Not too long ago, men started attending antenatal classes with their pregnant partners. At first it was for dads who wanted to do something for the mum-to-be, and they came to give her support.
For a while it didn’t quite kick off. A range of studies in the ‘80s and ‘90s reported that men felt uncomfortable during and after classes. They felt frustrated, anxious, fearful. Not a particularly effective way to prepare them for a new baby.
The reason for the initial negative experiences was that the trainers and teachers treated the dads as outsiders. Dads felt like observers; more in the way than involved.
But over the past decade and a half, it has become almost common practise for dads to attend antenatal training. As many as 6 in 10 dads-to-be take part!
There’s a good reason for it. Although dads are not physically giving birth, they’re having a baby. Why does a mum need to learn what to expect and not a dad? Becoming a parent is difficult for everyone, whether they’re experiencing the pain of labour or not.
As a soon-to-be father, there are things you need to be prepared for…
1.The necessity of a good birth-partner
Let’s start with what dads’ classes can do for pregnant mums. Mums need you to be the perfect birth-partners for a number of reasons:
During pregnancy and labour, mums go through a lot of emotional turmoil. Most partners don’t “just know” how they can help – if you “just know”, your partner is a very lucky woman! Antenatal classes give you the opportunity to learn how you can give emotional support throughout the process, up until the moment your new baby is born.
Learning breathing and relaxation techniques is easy… when you’re in a class. During labour, it’s just as easy for a mum to forget everything she was taught when the pain hits. If you’ve been to the exact same classes as mum, will know how to help her through this.
Also, you can massage mum and attend to all her non-medical needs.
When mum’s in labour, it’s tough to make important decisions – even if you’ve thought them through together beforehand. However, you’re there to ask for the information, present it gently to mum, and help make those in-the-moment decisions.
2.What a newborn baby needs
What does a newborn baby need?
Milk probably comes to mind. Diapers. Diaper changes. Sleep. These are the bare basics for survival.
All dads need to learn to change diapers. If need be, you’ll learn to bottle-feed yout baby. And every human being knows how to rock a child gently in his or her arms.
But as a parent, you’re never just thinking about keeping your baby clean and fed. You’re worried about baby’s future. You’re worried about making parenting mistakes that will affect your child’s early learning.
Are you being too over-indulgent? Or not indulgent enough? Are you comforting your child too quickly? Or is he crying too much? Should you be sleeping in the bed together? Or should you maintain a strict parent/child separate sleeping situation?
There’s so much information and years of research on these very important parenting choices, which no one will “just know”.
Antenatal classes are where mums and dads both learn the answers to these questions, or at least guidance when dealing with the grey areas.

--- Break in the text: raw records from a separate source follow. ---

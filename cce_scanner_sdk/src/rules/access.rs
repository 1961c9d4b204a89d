//! Access control rules (section 2)

use cce_parser::ConfigurationModel;
use cce_scanner_base::results::evidence::quote;
use cce_scanner_base::rules::{
    Category, Finding, RegistryError, RuleDefinition, RuleFault, ThresholdOperator,
};

const SESSION_TIMEOUT_PATH: &str = "system/webgui/session_timeout";

pub fn definitions() -> Result<Vec<RuleDefinition>, RegistryError> {
    Ok(vec![
        RuleDefinition::new(
            "2.1",
            "Ensure sessions timeout is set to 10 minutes or less",
            Category::Access,
            session_timeout,
        )?
        .with_threshold(ThresholdOperator::Le, 10, "minutes"),
        RuleDefinition::new(
            "2.2",
            "Ensure LDAP or RADIUS authentication server is configured",
            Category::Access,
            auth_servers_configured,
        )?,
    ])
}

fn session_timeout(model: &ConfigurationModel, rule: &RuleDefinition) -> Result<Finding, RuleFault> {
    let threshold = rule.threshold()?;
    let Some(raw) = model.value(SESSION_TIMEOUT_PATH) else {
        return Ok(Finding::non_compliant(format!(
            "No webgui session timeout set; {}.",
            threshold.describe()
        )));
    };
    let minutes: i64 = raw.parse().map_err(|_| {
        RuleFault::unexpected_shape(SESSION_TIMEOUT_PATH, format!("{} is not an integer", quote(raw)))
    })?;

    // pfSense treats 0 as "never expire"
    if minutes == 0 {
        return Ok(Finding::non_compliant(format!(
            "Session timeout is 0 (sessions never expire); {}.",
            threshold.describe()
        )));
    }

    let evidence = format!(
        "Session timeout set to {} minutes; {}.",
        minutes,
        threshold.describe()
    );
    Ok(if threshold.holds(minutes) {
        Finding::compliant(evidence)
    } else {
        Finding::non_compliant(evidence)
    })
}

fn auth_servers_configured(
    model: &ConfigurationModel,
    _: &RuleDefinition,
) -> Result<Finding, RuleFault> {
    let servers = model.all("system/authserver");
    if servers.is_empty() {
        return Ok(Finding::non_compliant(
            "No LDAP/RADIUS authentication servers configured.",
        ));
    }

    let names: Vec<String> = servers
        .iter()
        .filter_map(|server| server.value_at("name").or_else(|| server.value_at("description")))
        .map(quote)
        .collect();
    Ok(if names.is_empty() {
        Finding::compliant(format!(
            "{} authentication server(s) configured.",
            servers.len()
        ))
    } else {
        Finding::compliant(format!(
            "Authentication servers configured: {}",
            names.join(", ")
        ))
    })
}

#[cfg(test)]
mod tests {
    use super::*;
    use crate::test_support::verdict;
    use cce_scanner_base::results::VerdictStatus;

    fn timeout(value: &str) -> String {
        format!(
            "<pfsense><system><webgui><session_timeout>{}</session_timeout></webgui></system></pfsense>",
            value
        )
    }

    #[test]
    fn test_session_timeout_threshold() {
        let v = verdict(definitions().unwrap(), "2.1", &timeout("10"));
        assert_eq!(v.status(), VerdictStatus::Compliant);

        let v = verdict(definitions().unwrap(), "2.1", &timeout("240"));
        assert_eq!(v.status(), VerdictStatus::NonCompliant);
        let evidence = v.evidence().unwrap();
        assert!(evidence.contains("240 minutes"));
        assert!(evidence.contains("expected <= 10 minutes"));
    }

    #[test]
    fn test_session_timeout_zero_never_expires() {
        let v = verdict(definitions().unwrap(), "2.1", &timeout("0"));
        assert_eq!(v.status(), VerdictStatus::NonCompliant);
        assert!(v.evidence().unwrap().contains("never expire"));
    }

    #[test]
    fn test_session_timeout_garbage_is_not_reviewed() {
        let v = verdict(definitions().unwrap(), "2.1", &timeout("ten"));
        assert_eq!(v.status(), VerdictStatus::NotReviewed);
        assert!(v.evidence().unwrap().contains("'ten'"));
    }

    #[test]
    fn test_session_timeout_missing() {
        let v = verdict(definitions().unwrap(), "2.1", "<pfsense><system/></pfsense>");
        assert_eq!(v.status(), VerdictStatus::NonCompliant);
    }

    #[test]
    fn test_auth_servers() {
        let v = verdict(
            definitions().unwrap(),
            "2.2",
            "<pfsense><system><authserver><name>corp-ldap</name></authserver>\
             <authserver><description>radius</description></authserver></system></pfsense>",
        );
        assert_eq!(v.status(), VerdictStatus::Compliant);
        assert!(v.evidence().unwrap().contains("'corp-ldap', 'radius'"));

        let v = verdict(definitions().unwrap(), "2.2", "<pfsense><system/></pfsense>");
        assert_eq!(v.status(), VerdictStatus::NonCompliant);
    }
}
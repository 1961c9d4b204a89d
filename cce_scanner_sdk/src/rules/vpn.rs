//! VPN rules (sections 5.4 and 5.5)
//!
//! OpenVPN servers live under `openvpn/openvpn-server`, IPsec tunnels under
//! `ipsec/phase1`. Rules are not applicable when neither is configured.

use super::{list_contains, offender_label, scan_finding};
use cce_parser::{ConfigNode, ConfigurationModel};
use cce_scanner_base::results::evidence::quote;
use cce_scanner_base::rules::{Category, Finding, RegistryError, RuleDefinition, RuleFault};

/// Ciphers and digests OpenVPN servers must not offer
pub const FORBIDDEN_OPENVPN_ALGORITHMS: &[&str] = &[
    "BF-CBC",
    "DES-CBC",
    "DES-EDE3-CBC",
    "DES-EDE-CBC",
    "RC2-CBC",
    "CAST5-CBC",
    "none",
    "MD5",
    "SHA1",
];

/// Fields holding a cipher or digest list
const ALGORITHM_FIELDS: [&str; 4] = ["data_ciphers", "data_ciphers_fallback", "crypto", "digest"];

const LOCAL_DATABASE: &str = "Local Database";

pub fn definitions() -> Result<Vec<RuleDefinition>, RegistryError> {
    Ok(vec![
        RuleDefinition::new(
            "5.4.1",
            "Ensure VPN authentication uses RADIUS or LDAP",
            Category::Vpn,
            external_authentication,
        )?,
        RuleDefinition::new(
            "5.4.2",
            "Ensure VPN endpoints use a signed certificate",
            Category::Vpn,
            server_certificates,
        )?,
        RuleDefinition::new(
            "5.4.3",
            "Ensure OpenVPN servers use a TLS key",
            Category::Vpn,
            tls_keys,
        )?,
        RuleDefinition::new(
            "5.5.1",
            "Ensure OpenVPN servers use strong ciphers and digests",
            Category::Vpn,
            strong_algorithms,
        )?
        .with_forbidden(FORBIDDEN_OPENVPN_ALGORITHMS),
    ])
}

fn openvpn_servers(model: &ConfigurationModel) -> Vec<&ConfigNode> {
    model.all("openvpn/openvpn-server")
}

fn ipsec_tunnels(model: &ConfigurationModel) -> Vec<&ConfigNode> {
    model.all("ipsec/phase1")
}

/// `kind label (reason)` for every node `offends` returns a reason for
fn labelled(
    nodes: &[&ConfigNode],
    kind: &str,
    offends: impl Fn(&ConfigNode) -> Option<String>,
) -> Vec<String> {
    nodes
        .iter()
        .enumerate()
        .filter_map(|(index, node)| {
            offends(*node).map(|why| {
                format!("{} {} ({})", kind, offender_label(*node, index + 1), why)
            })
        })
        .collect()
}

// ============================================================================
// EVALUATORS
// ============================================================================

fn external_authentication(
    model: &ConfigurationModel,
    _: &RuleDefinition,
) -> Result<Finding, RuleFault> {
    let servers = openvpn_servers(model);
    let tunnels = ipsec_tunnels(model);
    if servers.is_empty() && tunnels.is_empty() {
        return Ok(Finding::not_applicable(
            "No OpenVPN server or IPsec phase 1 configuration.",
        ));
    }

    let offenders = labelled(&servers, "OpenVPN server", |server| {
        let local_only = server.value_at("authmode").map_or(true, |modes| {
            modes
                .split(',')
                .all(|mode| mode.trim().eq_ignore_ascii_case(LOCAL_DATABASE))
        });
        local_only.then(|| "local database only".to_string())
    });
    if !offenders.is_empty() {
        return Ok(scan_finding(
            &offenders,
            "VPN server(s) do not use RADIUS or LDAP",
            "",
        ));
    }
    if !tunnels.is_empty() {
        return Ok(Finding::not_reviewed(format!(
            "{} IPsec phase 1 tunnel(s) present; verify user authentication uses RADIUS or LDAP.",
            tunnels.len()
        )));
    }
    Ok(Finding::compliant(
        "All OpenVPN servers authenticate against RADIUS or LDAP.",
    ))
}

fn server_certificates(model: &ConfigurationModel, _: &RuleDefinition) -> Result<Finding, RuleFault> {
    let servers = openvpn_servers(model);
    let tunnels = ipsec_tunnels(model);
    if servers.is_empty() && tunnels.is_empty() {
        return Ok(Finding::not_applicable("No VPN endpoint configuration."));
    }

    let mut offenders = labelled(&servers, "OpenVPN server", |server| {
        server
            .value_at("certref")
            .is_none()
            .then(|| "no server certificate".to_string())
    });
    offenders.extend(labelled(&tunnels, "IPsec tunnel", |tunnel| {
        match tunnel.value_at("authentication_method") {
            Some(method) if method.eq_ignore_ascii_case("pre_shared_key") => {
                Some("pre-shared key".to_string())
            }
            _ if tunnel.value_at("certref").is_none() => Some("no certificate".to_string()),
            _ => None,
        }
    }));

    Ok(scan_finding(
        &offenders,
        "VPN endpoint(s) without a signed certificate",
        "All VPN endpoints use a certificate.",
    ))
}

fn tls_keys(model: &ConfigurationModel, _: &RuleDefinition) -> Result<Finding, RuleFault> {
    let servers = openvpn_servers(model);
    if servers.is_empty() {
        return Ok(Finding::not_applicable("No OpenVPN server configuration."));
    }
    let offenders = labelled(&servers, "OpenVPN server", |server| {
        server
            .value_at("tls")
            .is_none()
            .then(|| "no TLS key".to_string())
    });
    Ok(scan_finding(
        &offenders,
        "OpenVPN server(s) without TLS authentication",
        "All OpenVPN servers use a TLS key.",
    ))
}

fn strong_algorithms(model: &ConfigurationModel, rule: &RuleDefinition) -> Result<Finding, RuleFault> {
    let forbidden = rule.forbidden_values()?;
    let servers = openvpn_servers(model);
    if servers.is_empty() {
        return Ok(Finding::not_applicable("No OpenVPN server configuration."));
    }

    let offenders = labelled(&servers, "OpenVPN server", |server| {
        let hits: Vec<String> = ALGORITHM_FIELDS
            .iter()
            .filter_map(|field| {
                let value = server.value_at(field)?;
                let matched: Vec<&str> = forbidden
                    .iter()
                    .copied()
                    .filter(|bad| list_contains(value, bad))
                    .collect();
                (!matched.is_empty()).then(|| format!("{} {}", field, quote(&matched.join(","))))
            })
            .collect();
        (!hits.is_empty()).then(|| hits.join("; "))
    });
    Ok(scan_finding(
        &offenders,
        "OpenVPN server(s) use forbidden algorithms",
        "No OpenVPN server uses a forbidden cipher or digest.",
    ))
}

#[cfg(test)]
mod tests {
    use super::*;
    use crate::test_support::verdict;
    use cce_scanner_base::results::VerdictStatus;

    fn check(id: &str, body: &str) -> (VerdictStatus, String) {
        let v = verdict(definitions().unwrap(), id, &format!("<pfsense>{}</pfsense>", body));
        (v.status(), v.evidence().unwrap_or_default().to_string())
    }

    #[test]
    fn test_no_vpn_is_not_applicable() {
        for id in ["5.4.1", "5.4.2", "5.4.3", "5.5.1"] {
            assert_eq!(check(id, "<openvpn/>").0, VerdictStatus::NotApplicable);
        }
    }

    #[test]
    fn test_local_database_auth_flagged() {
        let (status, evidence) = check(
            "5.4.1",
            "<openvpn>\
               <openvpn-server><vpnid>1</vpnid><description>Remote</description><authmode>Local Database</authmode></openvpn-server>\
               <openvpn-server><vpnid>2</vpnid><authmode>corp-ldap,Local Database</authmode></openvpn-server>\
               <openvpn-server><vpnid>3</vpnid></openvpn-server>\
             </openvpn>",
        );
        assert_eq!(status, VerdictStatus::NonCompliant);
        assert_eq!(
            evidence,
            "2 VPN server(s) do not use RADIUS or LDAP: OpenVPN server 'Remote' (local database only), \
             OpenVPN server vpnid '3' (local database only)"
        );
    }

    #[test]
    fn test_ipsec_only_needs_review() {
        let (status, _) = check(
            "5.4.1",
            "<ipsec><phase1><ikeid>1</ikeid><authentication_method>cert</authentication_method></phase1></ipsec>",
        );
        assert_eq!(status, VerdictStatus::NotReviewed);
    }

    #[test]
    fn test_certificates() {
        let (status, evidence) = check(
            "5.4.2",
            "<openvpn><openvpn-server><vpnid>1</vpnid><certref>abc</certref></openvpn-server></openvpn>\
             <ipsec>\
               <phase1><ikeid>1</ikeid><authentication_method>pre_shared_key</authentication_method></phase1>\
               <phase1><ikeid>2</ikeid><authentication_method>cert</authentication_method></phase1>\
               <phase1><ikeid>3</ikeid><authentication_method>cert</authentication_method><certref>def</certref></phase1>\
             </ipsec>",
        );
        assert_eq!(status, VerdictStatus::NonCompliant);
        assert!(evidence.starts_with("2 VPN endpoint(s)"));
        assert!(evidence.contains("IPsec tunnel ikeid '1' (pre-shared key)"));
        assert!(evidence.contains("IPsec tunnel ikeid '2' (no certificate)"));
    }

    #[test]
    fn test_tls_key() {
        let (status, _) = check(
            "5.4.3",
            "<openvpn><openvpn-server><tls>a2V5</tls></openvpn-server></openvpn>",
        );
        assert_eq!(status, VerdictStatus::Compliant);
        let (status, evidence) = check(
            "5.4.3",
            "<openvpn><openvpn-server><tls/></openvpn-server></openvpn>",
        );
        assert_eq!(status, VerdictStatus::NonCompliant);
        assert!(evidence.contains("#1"));
    }

    #[test]
    fn test_forbidden_algorithms() {
        let (status, evidence) = check(
            "5.5.1",
            "<openvpn>\
               <openvpn-server><vpnid>1</vpnid><data_ciphers>AES-256-GCM,bf-cbc</data_ciphers><digest>SHA1</digest></openvpn-server>\
               <openvpn-server><vpnid>2</vpnid><data_ciphers>AES-256-GCM</data_ciphers><digest>SHA256</digest></openvpn-server>\
             </openvpn>",
        );
        assert_eq!(status, VerdictStatus::NonCompliant);
        assert_eq!(
            evidence,
            "1 OpenVPN server(s) use forbidden algorithms: OpenVPN server vpnid '1' \
             (data_ciphers 'BF-CBC'; digest 'SHA1')"
        );
    }
}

Since dads play as important a part in raising a child as mums, it is vital that you learn this information too.
It’s especially hard to go through your child’s birth when you’re doing it alone. Mums are generally more communal. Any expecting mother can share her experience with hundreds of others, especially now that the Internet is full of us.
Dads traditionally find it harder to build a support group. As much as society is progressing, men still are expected to be “strong”. And strong often means keeping your feelings to yourself, never expressing the natural fears that come with being a new father.
Antenatal classes give you the chance to meet other dads going through the same process. It gives you a safe space to open up to others who will not judge them. After all, you’re all worrying about similar possibilities, and your emotional worlds share common ground as well.
4.Looking after mum post-birth
We’ve spoken about the support mums need during pregnancy and labour. Her needs don’t end there. After giving birth, mums are physically and emotionally exhausted. Dads need to learn about what this period entails.
Antenatal classes should prepare dads for:
- what physical effects the birth might have on mum
- how you can help manage the stress that she is going through
- different ways to take the home’s workload off her
- warning signs of postpartum depression and what actions to take or whether you need to get her to treatment
5.Taking care of yourself
It’s not all about mum. Dads are under a lot of pressure too, but you may think you’re not allowed any time out.
However, taking care of yourself is vital. You are a parent now. You have a child relying on you, but that does not mean putting all the pressure on yourself. Instead, you should be taking care of your emotional well being, as well as your physical needs.
Antenatal classes can give you tools to do so. You’ll learn how to fit time for your own needs into your hectic day. You’ll learn how to manage stress effectively even when you can’t take any time off. And you’ll learn skills as to how to get support from mum without placing any extra pressure on her.
As a dad, you’re one-half of the parenting operation. You’re as important as the other half to your child and are in just as much need of the extra support you’ll get from classes.